VIRGLE v. Superior Court
Before: Rylaarsdam
Opinion
RYLAARSDAM,
A defendant who is detained pursuant to a lawful arrest may be ordered to provide a fingerprint exemplar. There is no requirement for a separate probable cause determination before such an order may be made.
The magistrate compelled petitioner Anttiony Glenn Virgle to provide a fingerprint exemplar during his preliminary hearing. Identity was a key issue and, without the exemplar, the prosecution was unable to lay an adequate foundation to show that the Anthony Glenn Virgle, whose prints were displayed on a “known print card” and whose prints matched the latent print
[574]
left at the scene of the crime, was the same person as the Anthony Glenn Virgle who was present in court.

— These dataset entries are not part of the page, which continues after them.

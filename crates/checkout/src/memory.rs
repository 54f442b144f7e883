//! In-memory checkout backend
//!
//! One mutex guards all state, so `commit_order` is atomic the same way the
//! Postgres transaction is: uniqueness checks and the capped coupon
//! increment happen before any row is recorded. Used by tests and local runs
//! without a database.

use std::collections::{HashMap, HashSet};
use std::sync::atomic::{AtomicBool, Ordering};

use async_trait::async_trait;
use time::OffsetDateTime;
use tokio::sync::Mutex;
use uuid::Uuid;

use crate::coupons::Coupon;
use crate::error::{CheckoutError, CheckoutResult};
use crate::idempotency::IdempotencyRecord;
use crate::store::{
    CommitOutcome, CouponStore, IdempotencyStore, NewOrder, OrderStore, StoreDirectory,
    StoreProfile,
};

#[derive(Default)]
struct MemoryState {
    stores: HashMap<Uuid, StoreProfile>,
    coupons: HashMap<(Uuid, String), Coupon>,
    records: HashMap<(Uuid, Uuid), IdempotencyRecord>,
    orders: Vec<NewOrder>,
    order_keys: HashSet<(Uuid, Uuid)>,
    order_codes: HashSet<(Uuid, String)>,
}

#[derive(Default)]
pub struct InMemoryCheckoutStore {
    state: Mutex<MemoryState>,
    fail_writes: AtomicBool,
}

impl InMemoryCheckoutStore {
    pub fn new() -> Self {
        Self::default()
    }

    pub async fn insert_store(&self, store: StoreProfile) {
        self.state.lock().await.stores.insert(store.id, store);
    }

    pub async fn insert_coupon(&self, coupon: Coupon) {
        self.state
            .lock()
            .await
            .coupons
            .insert((coupon.store_id, coupon.code.clone()), coupon);
    }

    /// Make every subsequent `commit_order` fail as if the database were down
    pub fn set_fail_writes(&self, fail: bool) {
        self.fail_writes.store(fail, Ordering::SeqCst);
    }

    /// Reserve an order code so the next commit that draws it collides
    pub async fn reserve_order_code(&self, store_id: Uuid, code: &str) {
        self.state
            .lock()
            .await
            .order_codes
            .insert((store_id, code.to_string()));
    }

    pub async fn orders(&self) -> Vec<NewOrder> {
        self.state.lock().await.orders.clone()
    }

    pub async fn coupon_uses(&self, store_id: Uuid, code: &str) -> Option<i32> {
        self.state
            .lock()
            .await
            .coupons
            .get(&(store_id, code.to_string()))
            .map(|c| c.uses_count)
    }

    pub async fn record_count(&self) -> usize {
        self.state.lock().await.records.len()
    }
}

#[async_trait]
impl StoreDirectory for InMemoryCheckoutStore {
    async fn find_store(&self, store_id: Uuid) -> CheckoutResult<Option<StoreProfile>> {
        Ok(self.state.lock().await.stores.get(&store_id).cloned())
    }
}

#[async_trait]
impl CouponStore for InMemoryCheckoutStore {
    async fn find_coupon(&self, store_id: Uuid, code: &str) -> CheckoutResult<Option<Coupon>> {
        Ok(self
            .state
            .lock()
            .await
            .coupons
            .get(&(store_id, code.to_string()))
            .cloned())
    }
}

#[async_trait]
impl IdempotencyStore for InMemoryCheckoutStore {
    async fn find_record(
        &self,
        tenant_id: Uuid,
        key: Uuid,
    ) -> CheckoutResult<Option<IdempotencyRecord>> {
        Ok(self
            .state
            .lock()
            .await
            .records
            .get(&(tenant_id, key))
            .cloned())
    }

    async fn purge_expired(&self, now: OffsetDateTime) -> CheckoutResult<u64> {
        let mut state = self.state.lock().await;
        let before = state.records.len();
        state.records.retain(|_, record| record.expires_at > now);
        Ok((before - state.records.len()) as u64)
    }
}

#[async_trait]
impl OrderStore for InMemoryCheckoutStore {
    async fn commit_order(&self, order: &NewOrder) -> CheckoutResult<CommitOutcome> {
        if self.fail_writes.load(Ordering::SeqCst) {
            return Err(CheckoutError::TransientStore(
                "simulated write failure".to_string(),
            ));
        }

        let mut state = self.state.lock().await;
        let store_id = order.submission.store_id;
        let key = (order.tenant_id, order.idempotency.key);

        if state.records.contains_key(&key) || state.order_keys.contains(&key) {
            return Ok(CommitOutcome::KeyTaken);
        }
        if state.order_codes.contains(&(store_id, order.code.clone())) {
            return Ok(CommitOutcome::CodeTaken);
        }

        if let Some(applied) = &order.coupon {
            let coupon = state
                .coupons
                .values_mut()
                .find(|c| c.id == applied.coupon_id);
            match coupon {
                Some(c) if c.max_uses.map_or(true, |cap| c.uses_count < cap) => {
                    c.uses_count += 1;
                }
                _ => return Ok(CommitOutcome::CouponExhausted),
            }
        }

        state.records.insert(
            key,
            IdempotencyRecord {
                tenant_id: order.tenant_id,
                key: order.idempotency.key,
                request_hash: order.idempotency.request_hash.clone(),
                response: order.idempotency.response.clone(),
                created_at: order.created_at,
                expires_at: order.idempotency.expires_at,
            },
        );
        state.order_keys.insert(key);
        state.order_codes.insert((store_id, order.code.clone()));
        state.orders.push(order.clone());

        Ok(CommitOutcome::Committed)
    }
}
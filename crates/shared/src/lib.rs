// Test code patterns:
#![cfg_attr(test, allow(clippy::unwrap_used))]
#![cfg_attr(test, allow(clippy::expect_used))]

//! Pediu Shared Types
//!
//! Types and database helpers used by every Pediu crate:
//!
//! - **Order vocabulary**: sales channel, payment method, order status
//! - **Billing vocabulary**: subscription and invoice status
//! - **Store settings**: closed enums for delivery and Pix configuration
//! - **Database**: connection pools and embedded migrations

pub mod db;
pub mod settings;
pub mod types;

pub use db::{create_migration_pool, create_pool, run_migrations};
pub use settings::{DeliveryConfig, PixConfig, PixKeyKind, StoreSettings};
pub use types::{
    Channel, InvoiceStatus, OrderStatus, ParseEnumError, PaymentMethod, SubscriptionStatus,
};
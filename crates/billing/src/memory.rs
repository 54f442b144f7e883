//! In-memory billing backend for tests and local runs
//!
//! Applies the same predicates as the SQL statements in [`crate::pg`].

use std::collections::{HashMap, HashSet};

use async_trait::async_trait;
use time::{Date, OffsetDateTime};
use tokio::sync::Mutex;
use uuid::Uuid;

use pediu_shared::{InvoiceStatus, SubscriptionStatus};

use crate::access::SubscriptionRecord;
use crate::error::{BillingError, BillingResult};
use crate::store::{BillingStore, Invoice, OverdueTenant, REASON_TRIAL_EXPIRED};

#[derive(Default)]
struct MemoryState {
    subscriptions: HashMap<Uuid, SubscriptionRecord>,
    invoices: Vec<Invoice>,
    failing_tenants: HashSet<Uuid>,
}

#[derive(Default)]
pub struct InMemoryBillingStore {
    state: Mutex<MemoryState>,
}

impl InMemoryBillingStore {
    pub fn new() -> Self {
        Self::default()
    }

    pub async fn upsert_subscription(&self, subscription: SubscriptionRecord) {
        self.state
            .lock()
            .await
            .subscriptions
            .insert(subscription.tenant_id, subscription);
    }

    pub async fn insert_invoice(&self, invoice: Invoice) {
        self.state.lock().await.invoices.push(invoice);
    }

    pub async fn subscription(&self, tenant_id: Uuid) -> Option<SubscriptionRecord> {
        self.state.lock().await.subscriptions.get(&tenant_id).cloned()
    }

    pub async fn invoices(&self, tenant_id: Uuid) -> Vec<Invoice> {
        self.state
            .lock()
            .await
            .invoices
            .iter()
            .filter(|i| i.tenant_id == tenant_id)
            .cloned()
            .collect()
    }

    /// Make every write for `tenant_id` fail
    pub async fn fail_writes_for(&self, tenant_id: Uuid) {
        self.state.lock().await.failing_tenants.insert(tenant_id);
    }
}

fn check_writable(state: &MemoryState, tenant_id: Uuid) -> BillingResult<()> {
    if state.failing_tenants.contains(&tenant_id) {
        return Err(BillingError::Database(format!(
            "simulated write failure for tenant {}",
            tenant_id
        )));
    }
    Ok(())
}

#[async_trait]
impl BillingStore for InMemoryBillingStore {
    async fn find_subscription(&self, tenant_id: Uuid) -> BillingResult<Option<SubscriptionRecord>> {
        Ok(self.subscription(tenant_id).await)
    }

    async fn tenants_with_lapsed_invoices(&self, today: Date) -> BillingResult<Vec<Uuid>> {
        let state = self.state.lock().await;
        let mut tenants: Vec<Uuid> = state
            .invoices
            .iter()
            .filter(|i| i.status == InvoiceStatus::Pending && i.due_date < today)
            .map(|i| i.tenant_id)
            .collect();
        tenants.sort();
        tenants.dedup();
        Ok(tenants)
    }

    async fn mark_invoices_overdue(
        &self,
        tenant_id: Uuid,
        today: Date,
        _now: OffsetDateTime,
    ) -> BillingResult<u64> {
        let mut state = self.state.lock().await;
        check_writable(&state, tenant_id)?;

        let mut marked = 0;
        for invoice in state.invoices.iter_mut().filter(|i| {
            i.tenant_id == tenant_id && i.status == InvoiceStatus::Pending && i.due_date < today
        }) {
            invoice.status = InvoiceStatus::Overdue;
            marked += 1;
        }
        Ok(marked)
    }

    async fn overdue_tenants(&self) -> BillingResult<Vec<OverdueTenant>> {
        let state = self.state.lock().await;
        let mut earliest: HashMap<Uuid, Date> = HashMap::new();
        for invoice in state
            .invoices
            .iter()
            .filter(|i| i.status == InvoiceStatus::Overdue)
        {
            earliest
                .entry(invoice.tenant_id)
                .and_modify(|d| *d = (*d).min(invoice.due_date))
                .or_insert(invoice.due_date);
        }

        let mut tenants: Vec<OverdueTenant> = earliest
            .into_iter()
            .map(|(tenant_id, earliest_due)| OverdueTenant {
                tenant_id,
                earliest_due,
            })
            .collect();
        tenants.sort_by_key(|t| t.tenant_id);
        Ok(tenants)
    }

    async fn mark_past_due(
        &self,
        tenant_id: Uuid,
        grace_period_ends_at: OffsetDateTime,
        _now: OffsetDateTime,
    ) -> BillingResult<bool> {
        let mut state = self.state.lock().await;
        check_writable(&state, tenant_id)?;

        match state.subscriptions.get_mut(&tenant_id) {
            Some(sub) if sub.status == SubscriptionStatus::Active => {
                sub.status = SubscriptionStatus::PastDue;
                sub.grace_period_ends_at = Some(grace_period_ends_at);
                Ok(true)
            }
            _ => Ok(false),
        }
    }

    async fn suspend(
        &self,
        tenant_id: Uuid,
        reason: &str,
        now: OffsetDateTime,
    ) -> BillingResult<bool> {
        let mut state = self.state.lock().await;
        check_writable(&state, tenant_id)?;

        match state.subscriptions.get_mut(&tenant_id) {
            Some(sub)
                if !matches!(
                    sub.status,
                    SubscriptionStatus::Suspended | SubscriptionStatus::Cancelled
                ) =>
            {
                sub.status = SubscriptionStatus::Suspended;
                sub.suspended_at = Some(now);
                sub.suspension_reason = Some(reason.to_string());
                Ok(true)
            }
            _ => Ok(false),
        }
    }

    async fn expired_trials(&self, now: OffsetDateTime) -> BillingResult<Vec<Uuid>> {
        let state = self.state.lock().await;
        let mut tenants: Vec<Uuid> = state
            .subscriptions
            .values()
            .filter(|s| is_expired_trial(s, now))
            .map(|s| s.tenant_id)
            .collect();
        tenants.sort();
        Ok(tenants)
    }

    async fn expire_trial(&self, tenant_id: Uuid, now: OffsetDateTime) -> BillingResult<bool> {
        let mut state = self.state.lock().await;
        check_writable(&state, tenant_id)?;

        match state.subscriptions.get_mut(&tenant_id) {
            Some(sub) if is_expired_trial(sub, now) => {
                sub.status = SubscriptionStatus::Suspended;
                sub.suspended_at = Some(now);
                sub.suspension_reason = Some(REASON_TRIAL_EXPIRED.to_string());
                Ok(true)
            }
            _ => Ok(false),
        }
    }
}

fn is_expired_trial(sub: &SubscriptionRecord, now: OffsetDateTime) -> bool {
    sub.status == SubscriptionStatus::Trialing && sub.trial_ends_at.is_some_and(|end| end <= now)
}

Petitioner moved to set aside the information pursuant to Penal Code section 995 contending the magistrate erred in ordering him to provide a fingerprint exemplar. The superior court denied the motion. Petitioner now seeks a writ of mandate to compel the court to grant his motion. He contends the magistrate violated his rights under the Fourth Amendment of the United States Constitution by failing to make a probable cause determination before ordering him to provide the print exemplar. Because the fingerprints were obtained illegally, he argues, they should not have been used as evidence during the preliminary hearing, and, in the absence of such evidence, there was no probable cause to bind him over for trial.
We issued a stay of the trial and an order to show cause why the petition should not be granted. The district attorney argues the magistrate was not required to first make a probable cause determination before ordering petitioner to provide a fingerprint exemplar. We agree, based on the record supplied, and deny the petition.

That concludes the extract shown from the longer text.